2nd bomb blast rocks Russian city

The second suicide bomb attack in two days hit the southern Russian city of Volgagrad, killing 14 and wounding dozens more. The target was a trolleybus. Yesterday's attack was at the rail station.

The attacks call into question Russian security efforts in advance of the Sochi Olympics scheduled to being in early February.


Another deadly blast has struck the southern Russian city of Volgograd, killing at least 14 people and further highlighting Russia's security challenges as it readies to host the Winter Olympics in less than six weeks.

An explosion hit a trolleybus near a busy market during the morning rush hour Monday, a day after a blast at Volgograd's main train station killed 17 people and wounded at least 35 others.

Like Sunday's attack, the blast Monday was a terrorist act, Vladmir Markin, a spokesman for the country's federal investigation agency, told the state-run news agency RIA Novosti.

No one claimed responsibility for the explosions. But they come several months after the leader of a Chechen separatist group pledged violence to disrupt the 2014 Sochi Winter Olympics.

Video footage from the scene Monday showed the twisted shell of the blue trolleybus, with debris spread around it. The impact of the blast blew out the roof of the bus, as well as windows of several nearby houses. At least 28 people were reported to be wounded. Several are in serious condition, including a 6-month-old baby, RIA Novosti reported.

Based on the footage, the blast appeared to have occurred in the back half of the bus. The federal investigation agency said it believes the explosion was set off by a male suicide bomber.

And there are strong indications the two attacks are linked, the agency said.

Investigators said the train station blast Sunday appeared to have been caused by a suicide bomber, who may have been female.

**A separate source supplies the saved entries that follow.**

//! JSON recovery for LLM output.
//!
//! Models asked for "valid JSON only" still wrap payloads in prose, markdown
//! fences, or trailing commentary. [`extract_json`] tries a fixed sequence of
//! recovery strategies before giving up with a preview of the offending text.

use regex::Regex;
use serde_json::Value;
use std::sync::LazyLock;

/// Characters of input kept in the failure message
const PREVIEW_CHARS: usize = 200;

static CODE_BLOCK: LazyLock<Regex> =
    LazyLock::new(|| Regex::new(r"```(?:json)?\s*([\s\S]*?)```").expect("code block pattern"));

/// Raised when no strategy recovers a JSON document
#[derive(Debug, Clone, thiserror::Error)]
#[error("could not extract JSON from response: {preview}...")]
pub struct JsonExtractError {
    pub preview: String,
}

/// Truncate text to at most `max_chars` characters for logs and error messages
pub fn preview(text: &str, max_chars: usize) -> String {
    text.chars().take(max_chars).collect()
}

/// Recover a JSON value from raw model output
///
/// Strategies, in order:
/// 1. direct parse when the trimmed input starts with `{` or `[`
/// 2. the body of the first fenced code block
/// 3. the substring from the first `{` to the last `}`
/// 4. the substring from the first `[` to the last `]`
pub fn extract_json(raw: &str) -> Result<Value, JsonExtractError> {
    let trimmed = raw.trim();
    if (trimmed.starts_with('{') || trimmed.starts_with('['))
        && let Ok(value) = serde_json::from_str(trimmed)
    {
        return Ok(value);
    }

    if let Some(captures) = CODE_BLOCK.captures(raw)
        && let Some(block) = captures.get(1)
        && let Ok(value) = serde_json::from_str(block.as_str().trim())
    {
        return Ok(value);
    }

    if let (Some(start), Some(end)) = (raw.find('{'), raw.rfind('}'))
        && start < end
        && let Ok(value) = serde_json::from_str(&raw[start..=end])
    {
        return Ok(value);
    }

    if let (Some(start), Some(end)) = (raw.find('['), raw.rfind(']'))
        && start < end
        && let Ok(value) = serde_json::from_str(&raw[start..=end])
    {
        return Ok(value);
    }

    Err(JsonExtractError {
        preview: preview(raw, PREVIEW_CHARS),
    })
}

Markin told RIA Novosti that DNA testing will be carried out on the remains of the station bomber, who used the equivalent of 10 kilograms (22 pounds) of TNT in a device containing shrapnel. Investigators say they also found an unexploded grenade at the scene.

Video taken from an outside security camera shows a huge fireball inside what appears to be the main entrance of the three-story stone building, followed by a steady trail of smoke coming out of shattered windows.

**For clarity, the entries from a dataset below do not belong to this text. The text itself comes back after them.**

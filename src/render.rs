//! Plain-text rendering of a plan and its execution results into the
//! orchestration map shown to operators.
//!
//! Rendering is pure: it formats whatever it is given and never consults
//! the store or the clock.

use serde_json::Value;

use crate::agents::{ExtractionOutput, QnAResponse};
use crate::orchestrator::RoutingResult;
use crate::plan::{PlannedTask, TaskPlan};

const MAP_WIDTH: usize = 74;
/// Longest response excerpt shown in the map
const RESPONSE_PREVIEW_CHARS: usize = 200;

/// Render the full orchestration map for one processed message.
pub fn render_orchestration_map(plan: &TaskPlan, results: &[RoutingResult]) -> String {
    let separator = "=".repeat(MAP_WIDTH);
    let rule = "-".repeat(MAP_WIDTH);
    let mut lines: Vec<String> = Vec::new();

    lines.push(separator.clone());
    lines.push("ORCHESTRATION MAP".to_string());
    lines.push(separator.clone());
    lines.push(format!("Message: {}", plan.source_message_id));
    if let Some(message) = &plan.source_message {
        lines.push(format!(
            "From: {} ({})",
            message.sender.name,
            message.sender.role.as_deref().unwrap_or("Unknown")
        ));
        if let Some(project) = &message.project {
            lines.push(format!("Project: {}", project));
        }
    }
    lines.push(separator.clone());

    lines.push(String::new());
    lines.push("L1 PLAN".to_string());
    lines.push(rule.clone());
    if plan.is_empty() {
        lines.push("No tasks identified.".to_string());
    } else {
        for task in &plan.tasks {
            lines.push(task_heading(task));
            lines.push(format!(
                "    Purpose: {}",
                task.purpose.as_deref().unwrap_or(&task.description)
            ));
            if !task.depends_on.is_empty() {
                lines.push(format!("    Depends On: {}", task.depends_on.join(", ")));
            }
        }
    }

    lines.push(String::new());
    lines.push("L2/L3 EXECUTION".to_string());
    lines.push(rule);
    for result in results {
        lines.push(task_heading(&result.task));
        lines.push(format!(
            "  └─▶ [{}-A] L3:{}",
            result.task.task_id,
            result.agent.as_deref().unwrap_or("unknown")
        ));
        lines.push(format!("      Status: {}", result.status));
        if let Some(error) = &result.error {
            lines.push(format!("      Error: {}", error));
        } else {
            lines.push("      Output:".to_string());
            match &result.output {
                Some(output) => render_output(&mut lines, output),
                None => lines.push("      • No output".to_string()),
            }
        }
        lines.push(String::new());
    }

    lines.push(separator);
    lines.join("\n")
}

fn task_heading(task: &PlannedTask) -> String {
    match &task.l3_agent {
        Some(agent) => format!("[{}] → L3:{} (Cross-Cutting)", task.task_id, agent),
        None => format!("[{}] → L2:{}", task.task_id, task.domain),
    }
}

fn render_output(lines: &mut Vec<String>, output: &ExtractionOutput) {
    match output {
        ExtractionOutput::ActionItems(result) => {
            if result.items.is_empty() {
                lines.push("      • No action items found".to_string());
            }
            for item in &result.items {
                lines.push(format!(
                    "      • {}: \"{}\"",
                    item.id.as_deref().unwrap_or("AI-XXX"),
                    item.action
                ));
                let mut detail = format!(
                    "        Owner: {} | Due: {}",
                    item.owner.as_deref().unwrap_or("?"),
                    item.deadline.as_deref().unwrap_or("?")
                );
                if !item.flags.is_empty() {
                    let flags: Vec<&str> = item.flags.iter().map(|f| f.as_str()).collect();
                    detail.push_str(&format!(" [{}]", flags.join(", ")));
                }
                lines.push(detail);
            }
        }
        ExtractionOutput::Risks(result) => {
            if result.items.is_empty() {
                lines.push("      • No risks found".to_string());
            }
            for risk in &result.items {
                lines.push(format!(
                    "      • {}: \"{}\"",
                    risk.id.as_deref().unwrap_or("RISK-XXX"),
                    risk.description
                ));
                lines.push(format!(
                    "        Likelihood: {} | Impact: {}",
                    risk.likelihood, risk.impact
                ));
            }
        }
        ExtractionOutput::Decisions(result) => {
            if result.items.is_empty() {
                lines.push("      • No decisions found".to_string());
            }
            for decision in &result.items {
                lines.push(format!(
                    "      • {}: \"{}\"",
                    decision.id.as_deref().unwrap_or("DEC-XXX"),
                    decision.decision
                ));
                lines.push(format!(
                    "        Decision Maker: {} | Status: {}",
                    decision.decision_maker.as_deref().unwrap_or("?"),
                    decision.status
                ));
            }
        }
        ExtractionOutput::Knowledge(result) => {
            if let Some(project) = &result.project {
                lines.push(format!("      • Project: {}", project));
            }
            for (key, value) in &result.items {
                lines.push(format!("      • {}: {}", title_case(key), value_text(value)));
            }
        }
        ExtractionOutput::Qna(result) => render_qna(lines, result),
        ExtractionOutput::Evaluation(result) => {
            lines.push(format!("      • Relevance: {}", result.relevance));
            lines.push(format!("      • Accuracy: {}", result.accuracy));
            lines.push(format!("      • Tone: {}", result.tone));
            lines.push(format!(
                "      • Gaps Acknowledged: {}",
                result.gaps_acknowledged
            ));
            lines.push(format!("      • Result: {}", result.result));
            if let Some(feedback) = &result.feedback {
                lines.push(format!("      • Feedback: {}", feedback));
            }
        }
        ExtractionOutput::Delivery(receipt) => {
            lines.push(format!("      • Channel: {}", receipt.channel));
            lines.push(format!("      • Recipient: {}", receipt.recipient));
            if !receipt.cc.is_empty() {
                lines.push(format!("      • CC: {}", receipt.cc.join(", ")));
            }
            lines.push(format!(
                "      • Delivery Status: {}",
                receipt.delivery_status
            ));
        }
    }
}

fn render_qna(lines: &mut Vec<String>, result: &QnAResponse) {
    let mut preview: String = result.response.chars().take(RESPONSE_PREVIEW_CHARS).collect();
    if result.response.chars().count() > RESPONSE_PREVIEW_CHARS {
        preview.push_str("...");
    }
    lines.push(format!("      • Response: \"{}\"", preview));
    let sections = [
        ("WHAT I KNOW:", &result.what_i_know),
        ("WHAT I'VE LOGGED:", &result.what_i_logged),
        ("WHAT I NEED:", &result.what_i_need),
    ];
    for (heading, entries) in sections {
        if entries.is_empty() {
            continue;
        }
        lines.push(format!("      {}", heading));
        for entry in entries {
            lines.push(format!("      • {}", entry));
        }
    }
}

/// "current_release_date" becomes "Current Release Date"
fn title_case(key: &str) -> String {
    key.split('_')
        .filter(|part| !part.is_empty())
        .map(|part| {
            let mut chars = part.chars();
            match chars.next() {
                Some(first) => first.to_uppercase().collect::<String>() + chars.as_str(),
                None => String::new(),
            }
        })
        .collect::<Vec<String>>()
        .join(" ")
}

/// Strings render bare; everything else renders as JSON
fn value_text(value: &Value) -> String {
    match value {
        Value::String(s) => s.clone(),
        other => other.to_string(),
    }
}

Sochi is 640 miles from Volgagrad, but it's possible that the terrorists are testing methods and modes of attack, priming themselves for something really big when the games get underway.

Some security experts think the Russians aren't up to it. You would think in an authoritarian country like Russia, security would be a strong point. But in this case, there are so many soldiers, secret police, police, and other security personnel that there may be problems in coordinating such a massive force.

A few more bombs like these two and there are likely to be a trickle of cancellations to the Olympics.